[DIRECTIONS]:
Read through the material below and copy each line in which the word "shown" occurs.

[MATERIAL SUPPLIED]:
********

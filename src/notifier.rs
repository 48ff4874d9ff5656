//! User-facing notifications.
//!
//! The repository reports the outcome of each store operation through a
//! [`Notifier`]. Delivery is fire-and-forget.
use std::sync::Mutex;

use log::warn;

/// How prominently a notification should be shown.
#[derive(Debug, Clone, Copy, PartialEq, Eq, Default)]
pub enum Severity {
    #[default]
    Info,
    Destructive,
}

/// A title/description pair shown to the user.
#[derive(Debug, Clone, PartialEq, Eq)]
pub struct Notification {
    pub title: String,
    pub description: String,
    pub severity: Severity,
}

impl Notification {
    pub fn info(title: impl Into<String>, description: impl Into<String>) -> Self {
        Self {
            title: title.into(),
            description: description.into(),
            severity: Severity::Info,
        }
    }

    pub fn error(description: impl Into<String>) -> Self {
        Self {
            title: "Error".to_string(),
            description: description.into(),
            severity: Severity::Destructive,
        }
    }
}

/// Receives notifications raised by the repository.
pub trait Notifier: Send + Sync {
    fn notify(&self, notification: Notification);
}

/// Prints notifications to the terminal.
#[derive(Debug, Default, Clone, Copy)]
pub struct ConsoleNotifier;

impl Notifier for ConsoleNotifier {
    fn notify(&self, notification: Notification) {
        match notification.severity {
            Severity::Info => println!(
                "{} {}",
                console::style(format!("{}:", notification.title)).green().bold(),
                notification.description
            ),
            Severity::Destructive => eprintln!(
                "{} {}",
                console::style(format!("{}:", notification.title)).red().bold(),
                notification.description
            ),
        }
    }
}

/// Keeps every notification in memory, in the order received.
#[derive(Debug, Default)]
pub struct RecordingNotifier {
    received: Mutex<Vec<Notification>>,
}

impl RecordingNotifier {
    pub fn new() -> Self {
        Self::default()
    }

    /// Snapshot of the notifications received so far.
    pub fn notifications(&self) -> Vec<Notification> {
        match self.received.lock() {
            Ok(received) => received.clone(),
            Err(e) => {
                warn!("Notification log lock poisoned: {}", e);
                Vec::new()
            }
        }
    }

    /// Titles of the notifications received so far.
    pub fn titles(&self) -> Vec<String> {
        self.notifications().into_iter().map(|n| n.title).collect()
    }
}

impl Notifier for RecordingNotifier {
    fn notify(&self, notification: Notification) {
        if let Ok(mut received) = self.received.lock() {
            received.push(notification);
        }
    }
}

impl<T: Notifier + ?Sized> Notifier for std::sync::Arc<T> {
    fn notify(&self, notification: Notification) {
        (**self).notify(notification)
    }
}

********

[TASK RESULT]:
/// How prominently a notification should be shown.
/// A title/description pair shown to the user.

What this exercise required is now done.